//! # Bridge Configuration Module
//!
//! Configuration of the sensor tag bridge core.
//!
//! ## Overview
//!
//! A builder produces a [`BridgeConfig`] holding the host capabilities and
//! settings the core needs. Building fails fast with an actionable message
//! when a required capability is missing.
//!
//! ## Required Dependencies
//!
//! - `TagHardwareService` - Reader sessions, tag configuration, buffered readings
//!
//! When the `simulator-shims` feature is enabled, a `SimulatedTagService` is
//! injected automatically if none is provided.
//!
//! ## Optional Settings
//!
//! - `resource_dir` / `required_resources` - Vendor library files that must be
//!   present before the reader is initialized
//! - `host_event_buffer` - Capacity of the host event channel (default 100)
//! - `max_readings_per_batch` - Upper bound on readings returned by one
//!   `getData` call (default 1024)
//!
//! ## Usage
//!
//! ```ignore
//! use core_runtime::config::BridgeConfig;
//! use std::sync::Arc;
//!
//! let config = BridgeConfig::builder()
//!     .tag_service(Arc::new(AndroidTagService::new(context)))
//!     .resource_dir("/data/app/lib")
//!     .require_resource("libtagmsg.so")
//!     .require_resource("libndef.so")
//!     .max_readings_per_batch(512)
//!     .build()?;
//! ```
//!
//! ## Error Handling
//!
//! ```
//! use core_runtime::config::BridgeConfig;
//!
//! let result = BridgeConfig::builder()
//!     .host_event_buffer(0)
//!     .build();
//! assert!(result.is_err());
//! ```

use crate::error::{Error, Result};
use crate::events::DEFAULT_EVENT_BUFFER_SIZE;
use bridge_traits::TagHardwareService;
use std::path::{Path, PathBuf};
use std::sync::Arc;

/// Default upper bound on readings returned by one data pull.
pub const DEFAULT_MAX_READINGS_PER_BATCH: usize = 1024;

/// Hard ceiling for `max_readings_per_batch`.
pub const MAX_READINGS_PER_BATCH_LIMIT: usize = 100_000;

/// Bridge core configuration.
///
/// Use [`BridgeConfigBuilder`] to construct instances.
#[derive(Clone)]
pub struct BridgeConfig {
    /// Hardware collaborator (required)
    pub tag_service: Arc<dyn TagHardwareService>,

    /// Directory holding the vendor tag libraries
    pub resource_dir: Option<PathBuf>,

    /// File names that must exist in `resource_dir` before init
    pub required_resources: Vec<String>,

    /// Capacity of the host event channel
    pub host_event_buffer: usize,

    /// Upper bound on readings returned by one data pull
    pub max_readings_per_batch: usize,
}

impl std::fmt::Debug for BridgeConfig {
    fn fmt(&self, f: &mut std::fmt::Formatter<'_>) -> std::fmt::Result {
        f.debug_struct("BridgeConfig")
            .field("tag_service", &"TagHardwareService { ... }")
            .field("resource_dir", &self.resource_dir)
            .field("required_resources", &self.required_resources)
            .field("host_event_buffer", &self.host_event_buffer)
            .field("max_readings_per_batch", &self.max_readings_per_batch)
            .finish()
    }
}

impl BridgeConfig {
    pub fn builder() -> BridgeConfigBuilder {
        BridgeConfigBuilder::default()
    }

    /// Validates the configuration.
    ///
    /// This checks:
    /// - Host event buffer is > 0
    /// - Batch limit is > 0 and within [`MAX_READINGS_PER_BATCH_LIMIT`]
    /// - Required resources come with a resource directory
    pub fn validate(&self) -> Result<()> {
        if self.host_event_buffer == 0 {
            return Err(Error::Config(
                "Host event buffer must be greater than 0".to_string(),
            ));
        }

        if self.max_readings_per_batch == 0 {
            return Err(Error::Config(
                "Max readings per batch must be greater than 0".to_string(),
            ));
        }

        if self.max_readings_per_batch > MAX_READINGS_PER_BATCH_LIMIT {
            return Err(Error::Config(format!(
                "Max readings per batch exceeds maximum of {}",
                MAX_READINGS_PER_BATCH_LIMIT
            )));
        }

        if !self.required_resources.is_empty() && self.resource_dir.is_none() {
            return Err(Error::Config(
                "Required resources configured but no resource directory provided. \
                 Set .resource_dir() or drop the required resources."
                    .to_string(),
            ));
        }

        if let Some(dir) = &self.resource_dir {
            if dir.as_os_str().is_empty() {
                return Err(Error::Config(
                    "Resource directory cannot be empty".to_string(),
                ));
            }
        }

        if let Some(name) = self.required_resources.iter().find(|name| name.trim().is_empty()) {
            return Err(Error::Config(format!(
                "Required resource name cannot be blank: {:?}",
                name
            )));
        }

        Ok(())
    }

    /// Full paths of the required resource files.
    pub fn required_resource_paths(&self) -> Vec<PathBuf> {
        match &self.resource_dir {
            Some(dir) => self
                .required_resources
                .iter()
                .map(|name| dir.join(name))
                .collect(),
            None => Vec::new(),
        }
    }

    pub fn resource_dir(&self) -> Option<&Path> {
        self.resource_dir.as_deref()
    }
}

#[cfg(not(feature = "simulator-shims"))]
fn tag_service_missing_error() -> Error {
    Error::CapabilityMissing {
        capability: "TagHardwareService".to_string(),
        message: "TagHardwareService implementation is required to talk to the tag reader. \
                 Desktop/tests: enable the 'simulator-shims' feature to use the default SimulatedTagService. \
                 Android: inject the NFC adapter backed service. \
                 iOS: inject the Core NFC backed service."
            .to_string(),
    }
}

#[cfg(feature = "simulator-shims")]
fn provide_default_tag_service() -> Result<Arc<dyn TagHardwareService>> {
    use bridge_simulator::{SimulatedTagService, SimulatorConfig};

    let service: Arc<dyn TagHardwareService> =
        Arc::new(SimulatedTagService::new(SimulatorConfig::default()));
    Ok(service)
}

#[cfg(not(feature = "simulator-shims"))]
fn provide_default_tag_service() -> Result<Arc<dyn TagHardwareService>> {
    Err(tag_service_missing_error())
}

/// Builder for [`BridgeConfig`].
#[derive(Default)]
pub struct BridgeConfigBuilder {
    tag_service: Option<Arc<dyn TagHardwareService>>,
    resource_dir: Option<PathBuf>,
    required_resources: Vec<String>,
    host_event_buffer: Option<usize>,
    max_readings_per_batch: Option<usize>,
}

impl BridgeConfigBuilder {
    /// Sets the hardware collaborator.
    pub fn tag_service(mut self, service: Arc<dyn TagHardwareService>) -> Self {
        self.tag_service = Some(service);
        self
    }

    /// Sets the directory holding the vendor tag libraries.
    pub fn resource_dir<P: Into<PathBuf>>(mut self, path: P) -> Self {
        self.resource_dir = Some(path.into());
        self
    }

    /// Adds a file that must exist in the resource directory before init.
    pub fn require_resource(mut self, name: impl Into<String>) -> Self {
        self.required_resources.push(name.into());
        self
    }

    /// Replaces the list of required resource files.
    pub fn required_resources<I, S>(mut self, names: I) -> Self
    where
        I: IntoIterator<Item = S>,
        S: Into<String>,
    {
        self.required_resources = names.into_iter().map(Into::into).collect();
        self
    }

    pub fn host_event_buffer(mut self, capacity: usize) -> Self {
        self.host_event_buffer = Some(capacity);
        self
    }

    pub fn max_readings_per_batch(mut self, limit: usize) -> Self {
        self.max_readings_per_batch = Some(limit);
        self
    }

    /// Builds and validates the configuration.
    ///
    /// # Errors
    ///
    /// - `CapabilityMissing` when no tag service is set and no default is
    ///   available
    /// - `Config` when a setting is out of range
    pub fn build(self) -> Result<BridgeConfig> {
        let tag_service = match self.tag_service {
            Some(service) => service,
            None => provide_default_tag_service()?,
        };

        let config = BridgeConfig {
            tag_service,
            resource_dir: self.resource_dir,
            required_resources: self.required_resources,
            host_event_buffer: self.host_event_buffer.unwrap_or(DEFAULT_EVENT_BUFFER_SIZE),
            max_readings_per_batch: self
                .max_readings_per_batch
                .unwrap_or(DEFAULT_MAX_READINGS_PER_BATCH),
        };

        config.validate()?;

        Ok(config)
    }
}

####

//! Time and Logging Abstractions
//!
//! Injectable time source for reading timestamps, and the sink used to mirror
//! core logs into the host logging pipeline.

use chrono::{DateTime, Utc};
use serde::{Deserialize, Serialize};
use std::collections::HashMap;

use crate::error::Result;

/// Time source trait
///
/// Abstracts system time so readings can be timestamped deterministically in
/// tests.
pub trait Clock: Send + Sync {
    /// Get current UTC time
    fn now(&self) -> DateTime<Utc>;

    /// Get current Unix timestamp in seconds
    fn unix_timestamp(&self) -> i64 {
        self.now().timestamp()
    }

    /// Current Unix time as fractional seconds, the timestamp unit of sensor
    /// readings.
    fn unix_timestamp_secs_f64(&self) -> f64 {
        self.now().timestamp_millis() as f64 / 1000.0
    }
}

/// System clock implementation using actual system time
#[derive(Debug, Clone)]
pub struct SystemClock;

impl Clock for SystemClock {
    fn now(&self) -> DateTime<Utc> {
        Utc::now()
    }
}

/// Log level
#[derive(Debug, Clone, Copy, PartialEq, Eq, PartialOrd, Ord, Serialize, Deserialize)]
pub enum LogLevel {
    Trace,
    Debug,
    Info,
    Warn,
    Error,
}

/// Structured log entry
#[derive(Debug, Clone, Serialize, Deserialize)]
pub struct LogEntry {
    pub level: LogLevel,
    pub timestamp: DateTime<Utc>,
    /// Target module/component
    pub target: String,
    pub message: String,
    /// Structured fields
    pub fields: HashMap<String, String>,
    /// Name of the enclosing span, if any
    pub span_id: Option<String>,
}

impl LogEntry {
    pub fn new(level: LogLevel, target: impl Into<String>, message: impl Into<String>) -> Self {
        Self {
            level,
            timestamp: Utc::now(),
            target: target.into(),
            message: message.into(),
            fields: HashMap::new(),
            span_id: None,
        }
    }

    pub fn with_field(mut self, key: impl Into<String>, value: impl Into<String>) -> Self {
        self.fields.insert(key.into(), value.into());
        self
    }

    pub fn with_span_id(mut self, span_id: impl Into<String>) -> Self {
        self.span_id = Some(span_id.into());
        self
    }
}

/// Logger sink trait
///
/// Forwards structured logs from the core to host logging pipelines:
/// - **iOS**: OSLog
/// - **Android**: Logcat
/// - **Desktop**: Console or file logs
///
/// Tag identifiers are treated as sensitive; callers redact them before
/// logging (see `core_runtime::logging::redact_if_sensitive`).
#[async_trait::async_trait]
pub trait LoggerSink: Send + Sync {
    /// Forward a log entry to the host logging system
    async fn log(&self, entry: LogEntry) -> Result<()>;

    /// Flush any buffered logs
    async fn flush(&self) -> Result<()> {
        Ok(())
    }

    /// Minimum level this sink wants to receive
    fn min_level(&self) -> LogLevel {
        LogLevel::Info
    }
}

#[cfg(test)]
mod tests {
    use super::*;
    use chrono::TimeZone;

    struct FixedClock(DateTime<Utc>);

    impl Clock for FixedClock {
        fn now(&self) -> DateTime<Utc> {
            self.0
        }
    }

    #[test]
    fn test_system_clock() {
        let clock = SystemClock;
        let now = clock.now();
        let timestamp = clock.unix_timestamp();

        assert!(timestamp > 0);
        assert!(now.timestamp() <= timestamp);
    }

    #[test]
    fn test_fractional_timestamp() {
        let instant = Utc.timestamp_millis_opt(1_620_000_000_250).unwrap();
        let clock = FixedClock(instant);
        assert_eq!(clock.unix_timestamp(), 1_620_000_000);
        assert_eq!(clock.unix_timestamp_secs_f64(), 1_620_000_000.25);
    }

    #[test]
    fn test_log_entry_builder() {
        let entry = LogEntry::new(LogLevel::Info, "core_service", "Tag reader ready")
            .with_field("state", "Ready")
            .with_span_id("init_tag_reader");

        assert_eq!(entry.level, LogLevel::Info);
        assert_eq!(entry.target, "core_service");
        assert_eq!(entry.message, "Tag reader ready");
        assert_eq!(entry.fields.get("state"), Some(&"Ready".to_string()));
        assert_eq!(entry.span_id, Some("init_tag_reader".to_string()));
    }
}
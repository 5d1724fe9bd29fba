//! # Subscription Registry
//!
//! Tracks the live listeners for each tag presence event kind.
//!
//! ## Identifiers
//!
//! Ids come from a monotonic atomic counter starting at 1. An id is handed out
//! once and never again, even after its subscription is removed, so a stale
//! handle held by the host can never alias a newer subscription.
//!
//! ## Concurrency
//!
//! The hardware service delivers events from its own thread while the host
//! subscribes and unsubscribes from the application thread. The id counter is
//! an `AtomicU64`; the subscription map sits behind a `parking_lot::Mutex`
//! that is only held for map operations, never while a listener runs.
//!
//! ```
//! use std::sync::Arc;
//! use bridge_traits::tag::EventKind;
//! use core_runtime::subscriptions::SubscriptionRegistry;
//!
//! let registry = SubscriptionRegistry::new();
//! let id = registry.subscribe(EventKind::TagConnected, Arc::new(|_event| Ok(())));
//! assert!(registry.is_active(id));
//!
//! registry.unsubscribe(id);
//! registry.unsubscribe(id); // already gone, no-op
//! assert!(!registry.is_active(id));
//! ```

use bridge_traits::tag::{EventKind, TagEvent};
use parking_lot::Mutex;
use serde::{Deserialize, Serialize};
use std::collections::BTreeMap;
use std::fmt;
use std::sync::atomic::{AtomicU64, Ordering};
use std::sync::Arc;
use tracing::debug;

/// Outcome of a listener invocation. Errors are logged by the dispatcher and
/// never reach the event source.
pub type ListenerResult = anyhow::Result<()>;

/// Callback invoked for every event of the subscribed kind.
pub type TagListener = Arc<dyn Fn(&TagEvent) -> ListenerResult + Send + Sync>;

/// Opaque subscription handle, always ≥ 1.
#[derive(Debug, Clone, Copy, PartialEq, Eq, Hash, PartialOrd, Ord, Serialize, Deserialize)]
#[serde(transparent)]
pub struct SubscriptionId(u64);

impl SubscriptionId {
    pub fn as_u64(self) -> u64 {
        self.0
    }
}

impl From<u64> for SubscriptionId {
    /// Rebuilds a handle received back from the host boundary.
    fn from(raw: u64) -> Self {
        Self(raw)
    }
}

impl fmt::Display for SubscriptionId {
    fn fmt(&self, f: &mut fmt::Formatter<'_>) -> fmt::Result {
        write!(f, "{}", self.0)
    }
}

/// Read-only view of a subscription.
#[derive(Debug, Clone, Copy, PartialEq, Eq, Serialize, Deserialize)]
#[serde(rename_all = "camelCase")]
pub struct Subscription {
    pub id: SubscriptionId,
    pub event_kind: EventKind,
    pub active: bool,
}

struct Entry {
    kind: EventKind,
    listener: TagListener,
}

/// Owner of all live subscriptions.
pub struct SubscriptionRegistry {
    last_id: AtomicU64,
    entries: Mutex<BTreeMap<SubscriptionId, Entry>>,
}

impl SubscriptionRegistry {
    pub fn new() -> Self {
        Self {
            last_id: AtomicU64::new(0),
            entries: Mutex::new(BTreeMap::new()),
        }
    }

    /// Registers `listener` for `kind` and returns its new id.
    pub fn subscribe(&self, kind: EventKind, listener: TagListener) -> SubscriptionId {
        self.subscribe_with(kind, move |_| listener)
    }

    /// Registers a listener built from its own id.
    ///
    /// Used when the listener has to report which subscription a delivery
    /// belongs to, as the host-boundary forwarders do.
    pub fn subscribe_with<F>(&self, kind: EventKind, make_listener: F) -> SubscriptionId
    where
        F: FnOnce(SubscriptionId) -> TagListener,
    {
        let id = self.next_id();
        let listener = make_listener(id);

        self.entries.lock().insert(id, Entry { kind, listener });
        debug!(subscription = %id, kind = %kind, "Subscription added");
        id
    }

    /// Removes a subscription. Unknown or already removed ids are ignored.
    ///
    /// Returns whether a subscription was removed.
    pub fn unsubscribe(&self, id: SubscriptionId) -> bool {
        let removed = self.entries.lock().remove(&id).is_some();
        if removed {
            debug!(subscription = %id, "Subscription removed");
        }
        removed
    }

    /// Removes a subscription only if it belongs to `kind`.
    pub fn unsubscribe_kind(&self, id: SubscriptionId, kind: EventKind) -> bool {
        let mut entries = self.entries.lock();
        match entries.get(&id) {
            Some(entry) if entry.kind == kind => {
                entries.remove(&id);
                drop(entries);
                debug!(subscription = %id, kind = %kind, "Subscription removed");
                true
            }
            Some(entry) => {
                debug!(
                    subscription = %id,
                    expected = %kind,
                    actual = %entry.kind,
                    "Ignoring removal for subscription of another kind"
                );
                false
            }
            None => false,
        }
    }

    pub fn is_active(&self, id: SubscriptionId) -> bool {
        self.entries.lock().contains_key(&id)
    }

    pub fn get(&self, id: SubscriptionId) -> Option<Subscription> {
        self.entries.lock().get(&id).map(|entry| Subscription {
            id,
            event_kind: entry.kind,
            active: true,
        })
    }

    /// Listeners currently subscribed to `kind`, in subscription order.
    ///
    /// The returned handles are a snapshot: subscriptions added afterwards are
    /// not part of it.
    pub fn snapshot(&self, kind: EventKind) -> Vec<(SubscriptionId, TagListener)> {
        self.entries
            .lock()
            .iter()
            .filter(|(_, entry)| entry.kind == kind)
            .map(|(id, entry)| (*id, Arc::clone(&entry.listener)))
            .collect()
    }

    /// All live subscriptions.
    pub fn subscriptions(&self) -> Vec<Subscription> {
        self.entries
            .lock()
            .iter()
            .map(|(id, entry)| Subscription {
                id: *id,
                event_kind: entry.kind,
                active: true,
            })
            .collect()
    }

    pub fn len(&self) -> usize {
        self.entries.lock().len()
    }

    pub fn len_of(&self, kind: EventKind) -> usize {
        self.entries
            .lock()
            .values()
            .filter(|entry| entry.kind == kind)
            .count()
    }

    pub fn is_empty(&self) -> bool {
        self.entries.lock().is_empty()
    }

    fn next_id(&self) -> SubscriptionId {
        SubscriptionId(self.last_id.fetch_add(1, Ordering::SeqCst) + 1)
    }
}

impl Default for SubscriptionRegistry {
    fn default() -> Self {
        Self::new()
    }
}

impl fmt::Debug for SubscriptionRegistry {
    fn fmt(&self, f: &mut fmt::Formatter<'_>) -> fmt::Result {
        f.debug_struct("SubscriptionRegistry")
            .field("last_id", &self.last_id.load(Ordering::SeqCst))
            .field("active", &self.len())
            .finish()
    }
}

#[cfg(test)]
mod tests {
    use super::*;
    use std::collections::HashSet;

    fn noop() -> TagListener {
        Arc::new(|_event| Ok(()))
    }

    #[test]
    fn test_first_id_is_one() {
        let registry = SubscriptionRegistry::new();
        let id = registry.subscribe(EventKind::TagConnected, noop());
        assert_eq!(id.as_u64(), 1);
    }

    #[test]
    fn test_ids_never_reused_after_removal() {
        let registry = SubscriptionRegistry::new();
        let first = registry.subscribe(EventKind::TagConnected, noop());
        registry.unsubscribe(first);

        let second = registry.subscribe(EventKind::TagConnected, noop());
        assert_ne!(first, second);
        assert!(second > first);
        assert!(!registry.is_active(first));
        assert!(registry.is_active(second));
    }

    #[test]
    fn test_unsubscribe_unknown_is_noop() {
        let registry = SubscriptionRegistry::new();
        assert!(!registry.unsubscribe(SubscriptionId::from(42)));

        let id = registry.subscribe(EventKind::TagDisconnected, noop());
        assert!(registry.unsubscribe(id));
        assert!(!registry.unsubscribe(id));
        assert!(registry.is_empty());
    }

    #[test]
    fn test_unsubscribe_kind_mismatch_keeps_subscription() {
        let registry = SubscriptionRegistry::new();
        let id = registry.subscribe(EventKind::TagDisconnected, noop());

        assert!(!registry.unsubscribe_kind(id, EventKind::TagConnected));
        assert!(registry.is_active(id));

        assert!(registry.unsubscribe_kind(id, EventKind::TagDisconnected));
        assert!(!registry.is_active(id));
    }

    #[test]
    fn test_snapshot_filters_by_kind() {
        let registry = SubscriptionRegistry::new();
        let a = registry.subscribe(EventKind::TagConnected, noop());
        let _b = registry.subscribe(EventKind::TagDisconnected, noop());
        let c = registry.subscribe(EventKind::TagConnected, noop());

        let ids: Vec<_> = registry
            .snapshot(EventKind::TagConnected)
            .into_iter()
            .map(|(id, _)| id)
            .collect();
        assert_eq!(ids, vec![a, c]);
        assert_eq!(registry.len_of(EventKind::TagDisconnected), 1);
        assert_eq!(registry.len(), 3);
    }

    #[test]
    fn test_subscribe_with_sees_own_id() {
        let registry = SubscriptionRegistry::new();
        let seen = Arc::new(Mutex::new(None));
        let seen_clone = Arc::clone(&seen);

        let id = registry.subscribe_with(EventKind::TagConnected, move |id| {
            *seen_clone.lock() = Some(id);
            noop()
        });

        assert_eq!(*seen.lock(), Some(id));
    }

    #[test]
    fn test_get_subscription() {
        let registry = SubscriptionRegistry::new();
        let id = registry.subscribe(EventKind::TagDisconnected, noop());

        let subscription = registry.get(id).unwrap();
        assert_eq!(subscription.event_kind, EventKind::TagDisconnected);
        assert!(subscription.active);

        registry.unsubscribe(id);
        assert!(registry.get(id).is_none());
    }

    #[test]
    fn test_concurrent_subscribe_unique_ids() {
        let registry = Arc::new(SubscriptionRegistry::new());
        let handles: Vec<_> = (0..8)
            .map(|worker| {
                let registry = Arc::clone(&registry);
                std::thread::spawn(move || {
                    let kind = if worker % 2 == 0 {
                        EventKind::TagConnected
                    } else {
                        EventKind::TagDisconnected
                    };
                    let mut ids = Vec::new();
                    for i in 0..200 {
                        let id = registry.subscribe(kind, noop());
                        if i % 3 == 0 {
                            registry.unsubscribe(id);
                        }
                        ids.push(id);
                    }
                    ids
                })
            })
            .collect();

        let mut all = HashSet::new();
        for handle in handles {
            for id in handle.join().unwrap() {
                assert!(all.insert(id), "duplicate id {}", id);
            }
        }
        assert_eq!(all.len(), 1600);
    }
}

####

> _WORK REQUEST_
Where a line in the records above contains the word "bool", copy that line.

> _ANSWER TO THE PROBLEM_
    pub active: bool,
    pub fn unsubscribe(&self, id: SubscriptionId) -> bool {
    pub fn unsubscribe_kind(&self, id: SubscriptionId, kind: EventKind) -> bool {
    pub fn is_active(&self, id: SubscriptionId) -> bool {
    pub fn is_empty(&self) -> bool {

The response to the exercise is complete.